# Ending the half and the game, when to blow the whistle.



## socalkdg (Jun 19, 2017)

So we are up 1-0.  Ball is inside our 18, but no team really has control.   We have just went past the 60 minutes, referee blows the whistle ending game.  Of course one of their girls shoots the ball 5 seconds later and scores(our girls had just started running off the field), their coach is very upset that the game was stopped when he felt they had a scoring opportunity, major yelling at the referee.

High School and College actually use a clock and have a buzzer go off, I believe, correct?   How do you referees figure out when to blow your whistle?


----------



## espola (Jun 19, 2017)

socalkdg said:


> So we are up 1-0.  Ball is inside our 18, but no team really has control.   We have just went past the 60 minutes, referee blows the whistle ending game.  Of course one of their girls shoots the ball 5 seconds later and scores(our girls had just started running off the field), their coach is very upset that the game was stopped when he felt they had a scoring opportunity, major yelling at the referee.
> 
> High School and College actually use a clock and have a buzzer go off, I believe, correct?   How do you referees figure out when to blow your whistle?


NCAA rules use a countdown clock with an automatic horn at 00:00.0 (except for an infamous case a couple of years back when the semis and final were being played at a converted minor league baseball stadium in Alabama where the scoreboard did not have such horn, resulting in  a tough call for the referee crew when a ball went in the net right at the end of the first half); high schools around here use the referee's  judgement and most games that have a public scoreboard  clock that clock is stopped with 2 minutes to go or so.


----------



## coachrefparent (Jun 19, 2017)

The game ends when time's up, regardless of the position of the ball or opportunity. 

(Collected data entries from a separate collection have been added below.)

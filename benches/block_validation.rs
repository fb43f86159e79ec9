//! Block validation benchmarks.

use std::sync::Arc;

use bch_consensus::activation::FixedBlockSize;
use bch_consensus::config::ValidationConfig;
use bch_consensus::index::BlockNode;
use bch_consensus::mediantime::MedianTimeSource;
use bch_consensus::merkle::merkle_root;
use bch_consensus::params::ChainParams;
use bch_consensus::pow::{compact_to_target, hash_to_uint256, DifficultyOracle};
use bch_consensus::script::{ScriptCheckContext, ScriptVerifier};
use bch_consensus::types::{
    Block, BlockHash, BlockHeader, OutPoint, Transaction, TxInput, TxOutput, Txid, ZERO_HASH,
};
use bch_consensus::utxo::{MemoryUtxoStore, UtxoEntry, UtxoViewpoint};
use bch_consensus::{BlockChain, ScriptError};
use chrono::{DateTime, TimeZone, Utc};
use criterion::{criterion_group, criterion_main, Criterion};

const REGTEST_BITS: u32 = 0x207fffff;
const NOW: i64 = 1_600_000_000;

struct FixedTime(DateTime<Utc>);

impl MedianTimeSource for FixedTime {
    fn adjusted_time(&self) -> DateTime<Utc> {
        self.0
    }
}

struct FixedBits(u32);

impl DifficultyOracle for FixedBits {
    fn next_required_bits(
        &self,
        _parent: &BlockNode,
        _timestamp: DateTime<Utc>,
    ) -> bch_consensus::Result<u32> {
        Ok(self.0)
    }
}

struct AcceptAllScripts;

impl ScriptVerifier for AcceptAllScripts {
    fn verify_input(&self, _ctx: &ScriptCheckContext<'_>) -> Result<u32, ScriptError> {
        Ok(1)
    }
}

fn coinbase(height: u32, value: i64) -> Transaction {
    Transaction {
        version: 1,
        inputs: vec![TxInput {
            previous_outpoint: OutPoint::null(),
            signature_script: vec![0x53, 0x00],
            sequence: 0xffff_ffff,
        }],
        outputs: vec![TxOutput {
            value,
            pk_script: vec![0x51; 45],
        }],
        lock_time: 0,
    }
}

fn spend(outpoint: OutPoint, value: i64) -> Transaction {
    Transaction {
        version: 1,
        inputs: vec![TxInput {
            previous_outpoint: outpoint,
            signature_script: vec![0u8; 48],
            sequence: 0xffff_ffff,
        }],
        outputs: vec![TxOutput {
            value,
            pk_script: vec![0x51; 20],
        }],
        lock_time: 0,
    }
}

fn build_fixture(num_spends: usize) -> (BlockChain, Arc<BlockNode>, Block) {
    let mut store = MemoryUtxoStore::new();
    let mut spends = Vec::with_capacity(num_spends);
    for i in 0..num_spends {
        let outpoint = OutPoint::new(Txid([(i % 251) as u8 + 1; 32]), i as u32);
        store.insert(outpoint, UtxoEntry::new(10_000, vec![0x51], 1, false));
        spends.push(spend(outpoint, 10_000));
    }
    // Canonical transaction order.
    spends.sort_by_key(|tx| tx.txid());
    let mut transactions = vec![coinbase(3, 5_000_000_000)];
    transactions.extend(spends);

    let chain = BlockChain::new(
        ChainParams::regtest(),
        ValidationConfig::default(),
        Box::new(FixedTime(Utc.timestamp_opt(NOW, 0).unwrap())),
        Box::new(FixedBits(REGTEST_BITS)),
        Box::new(FixedBlockSize(32_000_000)),
        Box::new(store),
        Box::new(AcceptAllScripts),
    );

    let mut tip: Option<Arc<BlockNode>> = None;
    for i in 0..3u32 {
        let header = BlockHeader {
            version: 4,
            prev_block: tip.as_ref().map_or(BlockHash(ZERO_HASH), |t| t.hash),
            merkle_root: ZERO_HASH,
            timestamp: Utc.timestamp_opt(NOW - 1_000 + i64::from(i) * 100, 0).unwrap(),
            bits: REGTEST_BITS,
            nonce: i,
        };
        tip = Some(Arc::new(BlockNode::new(&header, tip)));
    }
    let tip = tip.unwrap();

    let txids: Vec<Txid> = transactions.iter().map(|tx| tx.txid()).collect();
    let mut header = BlockHeader {
        version: 4,
        prev_block: tip.hash,
        merkle_root: merkle_root(&txids),
        timestamp: Utc.timestamp_opt(NOW - 100, 0).unwrap(),
        bits: REGTEST_BITS,
        nonce: 0,
    };
    let target = compact_to_target(header.bits).value;
    while hash_to_uint256(&header.block_hash().0) > target {
        header.nonce += 1;
    }

    let block = Block {
        header,
        transactions,
    };
    (chain, tip, block)
}

fn bench_block_sanity(c: &mut Criterion) {
    let (chain, _tip, block) = build_fixture(200);
    c.bench_function("check_block_sanity_200_spends", |b| {
        b.iter(|| chain.check_block_sanity(&block, true, true).unwrap())
    });
}

fn bench_connect_block(c: &mut Criterion) {
    let (chain, tip, block) = build_fixture(200);
    c.bench_function("check_connect_block_200_spends", |b| {
        b.iter(|| {
            let node = BlockNode::new(&block.header, Some(Arc::clone(&tip)));
            let mut view = UtxoViewpoint::new();
            chain
                .check_connect_block(&node, &block, &mut view, None)
                .unwrap()
        })
    });
}

criterion_group!(benches, bench_block_sanity, bench_connect_block);
criterion_main!(benches);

That being said, many referees seem to like to blow the whistle at a time when the ball is in a more neutral place (middle 3rd).  This leads to expectations from players and parents, and unfairly advantages the team in an attacking position. 

Last weekend,  a team had a corner kick just before halftime, dawdled for a long while, then crossed it in. The referee blew the whistle just as an offensive player was in mid-air trying to volley the ball into the goal. His team went nuts. My watch showed we were about 15 seconds over. The referee got it right (if time was up), although this is certainly rare.  (The shot was amazing, but sailed wide. )

_Law 7:

1. Periods of play
A match lasts for two equal halves of 45  [or as altered by competition rules] minutes which may only be reduced if agreed between the referee and the two teams before the start of the match
and is in accordance with competition rules.

2. Half-time interval
Players are entitled to an interval at half-time, not exceeding 15 minutes.
Competition rules must state the duration of the half-time interval and it may
be altered only with the referee’s permission.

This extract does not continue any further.